Alas, registers in hardware design seem to have gotten the same indifferent treatment, though they are an important communications conduit and the primary interface between the hardware and the software (or firmware) that talks to it.

All of the hardware’s functionality is programmed into the often-overlooked registers. The functionality of the hardware is determined by the software, which reads from and writes to those registers. The hardware, then, communicates information to the software through the registers for the software to read. Registers act as a continuous two-way communications conduit.

In many ways, registers are gate keepers, in addition to being regulators, and share storage between the hardware and software. A register ensures a chip’s configurability as well. A configurable chip is more versatile and generates a greater return on investment, obviously.

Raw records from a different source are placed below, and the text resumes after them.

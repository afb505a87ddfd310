use crate::{
    collection_date::MonthKey,
    error::{ErrorCode, PipelineError},
};
use serde::{Deserialize, Serialize};
use std::path::PathBuf;

pub const DEFAULT_RUN_PREFIX: &str = "unpassaged";
pub const DEFAULT_SOURCE_FASTA: &str = "pH1H1_human_northamerica_all_HA.fasta";
pub const DEFAULT_SAMPLE_SIZE: usize = 25;

/// First month of the study. Only earlier months of the start year are
/// dropped; records from previous years pass.
#[derive(Debug, Clone, Copy, PartialEq, Eq, Serialize, Deserialize)]
pub struct StudyStart {
    pub year: i32,
    pub month: u32,
}

impl Default for StudyStart {
    fn default() -> Self {
        Self {
            year: 2009,
            month: 4,
        }
    }
}

impl StudyStart {
    pub fn admits(&self, key: MonthKey) -> bool {
        !(key.year == self.year && key.month < self.month)
    }
}

#[derive(Debug, Clone, PartialEq, Eq, Serialize, Deserialize)]
#[serde(default)]
pub struct PipelineConfig {
    /// Names both the filtered FASTA (`<prefix>.fasta`) and the output directory.
    pub run_prefix: String,
    pub source_fasta: String,
    pub input_fasta: Option<String>,
    pub output_dir: Option<String>,
    pub sample_size: usize,
    pub seed: Option<u64>,
    pub study_start: StudyStart,
    /// Treat unparsable dates as fatal instead of skipping the record.
    pub strict_dates: bool,
}

impl Default for PipelineConfig {
    fn default() -> Self {
        Self {
            run_prefix: DEFAULT_RUN_PREFIX.to_string(),
            source_fasta: DEFAULT_SOURCE_FASTA.to_string(),
            input_fasta: None,
            output_dir: None,
            sample_size: DEFAULT_SAMPLE_SIZE,
            seed: None,
            study_start: StudyStart::default(),
            strict_dates: false,
        }
    }
}

impl PipelineConfig {
    pub fn load_from_path(path: &str) -> Result<Self, PipelineError> {
        let text = std::fs::read_to_string(path).map_err(|e| PipelineError {
            code: ErrorCode::Io,
            message: format!("Could not read config file '{path}': {e}"),
        })?;
        let config: Self = serde_json::from_str(&text).map_err(|e| PipelineError {
            code: ErrorCode::InvalidInput,
            message: format!("Could not parse config JSON '{path}': {e}"),
        })?;
        config.validate()?;
        Ok(config)
    }

    pub fn validate(&self) -> Result<(), PipelineError> {
        if self.run_prefix.trim().is_empty() {
            return Err(PipelineError::new(
                ErrorCode::InvalidInput,
                "run_prefix must not be empty",
            ));
        }
        if self.sample_size == 0 {
            return Err(PipelineError::new(
                ErrorCode::InvalidInput,
                "sample_size must be at least 1",
            ));
        }
        if !(1..=12).contains(&self.study_start.month) {
            return Err(PipelineError::new(
                ErrorCode::InvalidInput,
                format!("study_start month {} is out of range", self.study_start.month),
            ));
        }
        Ok(())
    }

    /// The filtered FASTA that feeds the timeline.
    pub fn input_path(&self) -> PathBuf {
        self.input_fasta
            .as_ref()
            .map(PathBuf::from)
            .unwrap_or_else(|| PathBuf::from(format!("{}.fasta", self.run_prefix)))
    }

    pub fn output_path(&self) -> PathBuf {
        self.output_dir
            .as_ref()
            .map(PathBuf::from)
            .unwrap_or_else(|| PathBuf::from(&self.run_prefix))
    }
}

Changing the configuration of the hardware design is done by changing the register, just like adjusting the heating and air conditioning register settings. And because hardware designs include blocks of IP, each with a set of registers, there could be loads of them that control and maintain the status of the chip. All of them need to work together seamlessly, something system architects and design engineers care about.

System architects and design engineers are focused also on the increasing number of registers. While more registers means more functionality and configurability, more is not always better: it can mean too much data. Any changes with the data can wreak havoc on the delicate two-way communications with the registers. Perhaps most distressing is how often a register is the source of a bug due to mismatched specification or implementation information, the wrong register address, or the wrong description. An annoyance that has become an onerous bug or bugs. Worse yet, a bug or malfunction can cause failure in the whole system.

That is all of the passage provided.